September 16, 2011 / 11:10 AM / 6 years ago

UPDATE 6-Allied World, Transatlantic call off deal

* Allied to get $48.3 mln in breakup

* Leaves two other offers on table for Transatlantic

* Transatlantic names new CEO, to buy back shares

* Q3 earnings below Wall Street’s worst-case figures (Adds bid source, background; updates share prices)

By Ben Berkowitz

Sept 16 (Reuters) - Reinsurers Allied World Assurance Co Holdings Ltd AWH.N and Transatlantic Holdings Inc TRH.N called off their merger on Friday in the face of overwhelming opposition, and Transatlantic indicated it might remain independent despite two higher offers on the table.

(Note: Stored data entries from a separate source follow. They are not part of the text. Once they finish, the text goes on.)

use crate::error::ConlangError;

/// Semantic tag of the words being generated.
///
/// Carried through generation and logged; it does not change how words
/// are built.
#[derive(Debug, Clone, Copy, PartialEq, Eq, Default)]
pub enum WordKind {
	#[default]
	Noun,
	Name,
	Verb,
}

/// Input parameters for a generation run.
///
/// # Responsibilities
/// - Track how many unique words are wanted (`count`, always >= 1)
/// - Track the requested syllable count (`word_length`, 0 = sample it)
/// - Track the optional attempt cap for the unique-word loop
pub struct GenerationInput {
	/// Number of unique words to accumulate.
	count: usize,

	/// Syllables per word; `1` forces shape `I`, `2` forces `IF`,
	/// `0` draws from the syllable-count distribution.
	pub word_length: usize,

	/// Word category, informational only.
	pub kind: WordKind,

	/// Maximum number of words to build before giving up.
	/// `None` loops until `count` is reached.
	pub max_attempts: Option<usize>,
}

impl GenerationInput {
	/// Creates an input asking for `count` words of sampled length.
	///
	/// # Errors
	/// Returns an error if `count` is zero.
	pub fn new(count: usize) -> Result<Self, ConlangError> {
		let mut input = Self {
			count: 1,
			word_length: 0,
			kind: WordKind::default(),
			max_attempts: None,
		};
		input.set_count(count)?;
		Ok(input)
	}

	/// Returns the requested number of unique words.
	pub fn count(&self) -> usize {
		self.count
	}

	/// Sets the number of unique words (>= 1).
	pub fn set_count(&mut self, count: usize) -> Result<(), ConlangError> {
		if count == 0 {
			return Err(ConlangError::InvalidCount(count));
		}
		self.count = count;
		Ok(())
	}
}
//! sealdrop-crypto: client-side encryption for confidential repository uploads
//!
//! Files are encrypted before they leave the machine; the repository operator
//! only ever sees ciphertext. The decryption key is derived from a user
//! password or rebuilt from a pair of key-share files, never stored remotely.
//!
//! Ciphertext wire format (binary):
//! ```text
//! [12 bytes: nonce][N bytes: AES-256-GCM ciphertext][16 bytes: GHASH tag]
//! ```
//!
//! Key flow:
//! ```text
//! password + random salt --PBKDF2-HMAC-SHA512--> 256-bit key
//!   ├── AES-256-GCM over the file (64 KiB chunks, single nonce + tag)
//!   └── optional XOR split: share0 ^ share1 == key (one-time-pad pair)
//! ```
//!
//! The salt and key-share files are handed back to the caller; persisting them
//! (verification-record service, user download) is the caller's concern.

pub mod engine;
pub mod error;
mod gcm;
pub mod kdf;
pub mod key;
pub mod keysplit;
pub mod service;

pub use engine::FileCipher;
pub use error::{CryptoError, CryptoResult};
pub use kdf::{derive_key, generate_salt, KdfParams, PBKDF2_ITERATIONS, SALT_LENGTH};
pub use key::SymmetricKey;
pub use keysplit::{rebuild_key, split_key, split_key_n};
pub use service::{
    decrypt_stream_with_password, decrypt_stream_with_shares, decrypt_with_password,
    decrypt_with_shares, encrypt_stream_with_password, encrypt_with_password,
    regenerate_key_shares, share_filename, EncryptReceipt, KeyShareFile,
};

/// Size of a symmetric key in bytes (AES-256)
pub const KEY_SIZE: usize = 32;

/// Size of a GCM nonce (96-bit)
pub const NONCE_SIZE: usize = 12;

/// Size of a GCM authentication tag
pub const TAG_SIZE: usize = 16;

/// Plaintext chunk size for the streaming paths. Internal tuning parameter,
/// not part of the wire format.
pub const CHUNK_SIZE: usize = 64 * 1024;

Five days after telling shareholders to accept Allied World’s all-stock offer of about $47 per share, Transatlantic said it would be a disservice to them to accept a $52-a-share cash offer from Warren Buffett’s Berkshire Hathaway (BRKa.N).

A person familiar with the situation said the difference between the two was a potential upside with the Allied deal -- shareholders had the chance to benefit from future gains. However, Berkshire would buy them out at a discount and left no potential for returns down the road.

Transatlantic was controlled by insurer AIG (AIG.N) until 2009, when AIG reduced its stake in an effort to raise capital following a U.S. government bailout.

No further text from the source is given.